### Task brief
Please reproduce the entire listing, character for character.

--- Records for this exercise Enclosed Below ---

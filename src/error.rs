use std::path::PathBuf;

use thiserror::Error;

/// Convenience result type for every table operation.
pub type CleanerResult<T> = Result<T, CleanerError>;

/// Underlying cause of a failed read or write.
///
/// Wrapped by [`CleanerError::ReadError`] and [`CleanerError::WriteError`] so callers can still
/// reach the original library error through [`std::error::Error::source`].
#[derive(Debug, Error)]
pub enum SourceError {
    /// Underlying I/O error (e.g. file not found, permission denied).
    #[error("io error: {0}")]
    Io(#[from] std::io::Error),

    /// CSV parsing or writing error.
    #[error("csv error: {0}")]
    Csv(#[from] csv::Error),

    /// Workbook reading error.
    #[error("excel error: {0}")]
    Excel(#[from] calamine::Error),

    /// Workbook writing error.
    #[error("xlsx error: {0}")]
    Xlsx(#[from] rust_xlsxwriter::XlsxError),

    /// The file was readable but its contents cannot form a table.
    #[error("{message}")]
    Malformed { message: String },
}

impl SourceError {
    pub(crate) fn malformed(message: impl Into<String>) -> Self {
        Self::Malformed {
            message: message.into(),
        }
    }

    /// Returns `true` when the failure came from the filesystem rather than the file contents.
    pub fn is_io(&self) -> bool {
        match self {
            Self::Io(_) => true,
            Self::Csv(err) => matches!(err.kind(), csv::ErrorKind::Io(_)),
            Self::Excel(err) => matches!(err, calamine::Error::Io(_)),
            Self::Xlsx(err) => matches!(err, rust_xlsxwriter::XlsxError::IoError(_)),
            Self::Malformed { .. } => false,
        }
    }
}

/// Error type returned by detection, loading, conversion, cleaning and export.
///
/// Each operation either succeeds or fails with exactly one of these kinds. Pipeline-level
/// failures are raised before the table is touched.
#[derive(Debug, Error)]
pub enum CleanerError {
    /// The path's extension is not one of `.csv`, `.xlsx`, `.xls`.
    #[error("unsupported file type: '{extension}' ({})", path.display())]
    UnsupportedFormat { path: PathBuf, extension: String },

    /// The file could not be read or parsed into a table.
    #[error("failed to read {}: {source}", path.display())]
    ReadError {
        path: PathBuf,
        #[source]
        source: SourceError,
    },

    /// The named column does not exist in the table.
    #[error("column not found: '{column}'")]
    ColumnNotFound { column: String },

    /// The requested conversion target is not `int`, `float`, `datetime` or `string`.
    #[error("unknown target type: '{target}' (expected int, float, datetime or string)")]
    UnknownTargetType { target: String },

    /// The cleaning pattern is not a valid regular expression.
    #[error("invalid pattern '{pattern}': {source}")]
    InvalidPattern {
        pattern: String,
        #[source]
        source: regex::Error,
    },

    /// The export format is not `csv` or `xlsx`.
    #[error("unknown export format: '{format}' (expected csv or xlsx)")]
    UnknownExportFormat { format: String },

    /// The table could not be written to the destination.
    #[error("failed to write {}: {source}", path.display())]
    WriteError {
        path: PathBuf,
        #[source]
        source: SourceError,
    },

    /// A configuration document could not be parsed.
    #[error("invalid config: {0}")]
    Config(#[from] serde_json::Error),
}

impl CleanerError {
    pub(crate) fn read(path: impl Into<PathBuf>, source: impl Into<SourceError>) -> Self {
        Self::ReadError {
            path: path.into(),
            source: source.into(),
        }
    }

    pub(crate) fn write(path: impl Into<PathBuf>, source: impl Into<SourceError>) -> Self {
        Self::WriteError {
            path: path.into(),
            source: source.into(),
        }
    }
}

#[cfg(test)]
mod tests {
    use std::error::Error as _;

    use super::{CleanerError, SourceError};

    #[test]
    fn read_error_message_surfaces_the_original_cause() {
        let io = std::io::Error::new(std::io::ErrorKind::NotFound, "no such file");
        let err = CleanerError::read("data/input.csv", io);

        let msg = err.to_string();
        assert!(msg.contains("data/input.csv"));
        assert!(msg.contains("no such file"));
        assert!(err.source().is_some());
    }

    #[test]
    fn io_classification_follows_the_wrapped_error() {
        let io = SourceError::from(std::io::Error::other("disk full"));
        assert!(io.is_io());
        assert!(!SourceError::malformed("no header row").is_io());
    }
}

--- End of Enclosed Records for this exercise ---

### Solution for this task
filename src/error.rs
use std::path::PathBuf;

use thiserror::Error;

/// Convenience result type for every table operation.
pub type CleanerResult<T> = Result<T, CleanerError>;

/// Underlying cause of a failed read or write.
///
/// Wrapped by [`CleanerError::ReadError`] and [`CleanerError::WriteError`] so callers can still
/// reach the original library error through [`std::error::Error::source`].
#[derive(Debug, Error)]
pub enum SourceError {
    /// Underlying I/O error (e.g. file not found, permission denied).
    #[error("io error: {0}")]
    Io(#[from] std::io::Error),

    /// CSV parsing or writing error.
    #[error("csv error: {0}")]
    Csv(#[from] csv::Error),

    /// Workbook reading error.
    #[error("excel error: {0}")]
    Excel(#[from] calamine::Error),

    /// Workbook writing error.
    #[error("xlsx error: {0}")]
    Xlsx(#[from] rust_xlsxwriter::XlsxError),

    /// The file was readable but its contents cannot form a table.
    #[error("{message}")]
    Malformed { message: String },
}

impl SourceError {
    pub(crate) fn malformed(message: impl Into<String>) -> Self {
        Self::Malformed {
            message: message.into(),
        }
    }

    /// Returns `true` when the failure came from the filesystem rather than the file contents.
    pub fn is_io(&self) -> bool {
        match self {
            Self::Io(_) => true,
            Self::Csv(err) => matches!(err.kind(), csv::ErrorKind::Io(_)),
            Self::Excel(err) => matches!(err, calamine::Error::Io(_)),
            Self::Xlsx(err) => matches!(err, rust_xlsxwriter::XlsxError::IoError(_)),
            Self::Malformed { .. } => false,
        }
    }
}

/// Error type returned by detection, loading, conversion, cleaning and export.
///
/// Each operation either succeeds or fails with exactly one of these kinds. Pipeline-level
/// failures are raised before the table is touched.
#[derive(Debug, Error)]
pub enum CleanerError {
    /// The path's extension is not one of `.csv`, `.xlsx`, `.xls`.
    #[error("unsupported file type: '{extension}' ({})", path.display())]
    UnsupportedFormat { path: PathBuf, extension: String },

    /// The file could not be read or parsed into a table.
    #[error("failed to read {}: {source}", path.display())]
    ReadError {
        path: PathBuf,
        #[source]
        source: SourceError,
    },

    /// The named column does not exist in the table.
    #[error("column not found: '{column}'")]
    ColumnNotFound { column: String },

    /// The requested conversion target is not `int`, `float`, `datetime` or `string`.
    #[error("unknown target type: '{target}' (expected int, float, datetime or string)")]
    UnknownTargetType { target: String },

    /// The cleaning pattern is not a valid regular expression.
    #[error("invalid pattern '{pattern}': {source}")]
    InvalidPattern {
        pattern: String,
        #[source]
        source: regex::Error,
    },

    /// The export format is not `csv` or `xlsx`.
    #[error("unknown export format: '{format}' (expected csv or xlsx)")]
    UnknownExportFormat { format: String },

    /// The table could not be written to the destination.
    #[error("failed to write {}: {source}", path.display())]
    WriteError {
        path: PathBuf,
        #[source]
        source: SourceError,
    },

    /// A configuration document could not be parsed.
    #[error("invalid config: {0}")]
    Config(#[from] serde_json::Error),
}

impl CleanerError {
    pub(crate) fn read(path: impl Into<PathBuf>, source: impl Into<SourceError>) -> Self {
        Self::ReadError {
            path: path.into(),
            source: source.into(),
        }
    }

    pub(crate) fn write(path: impl Into<PathBuf>, source: impl Into<SourceError>) -> Self {
        Self::WriteError {
            path: path.into(),
            source: source.into(),
        }
    }
}

#[cfg(test)]
mod tests {
    use std::error::Error as _;

    use super::{CleanerError, SourceError};

    #[test]
    fn read_error_message_surfaces_the_original_cause() {
        let io = std::io::Error::new(std::io::ErrorKind::NotFound, "no such file");
        let err = CleanerError::read("data/input.csv", io);

        let msg = err.to_string();
        assert!(msg.contains("data/input.csv"));
        assert!(msg.contains("no such file"));
        assert!(err.source().is_some());
    }

    #[test]
    fn io_classification_follows_the_wrapped_error() {
        let io = SourceError::from(std::io::Error::other("disk full"));
        assert!(io.is_io());
        assert!(!SourceError::malformed("no header row").is_io());
    }
}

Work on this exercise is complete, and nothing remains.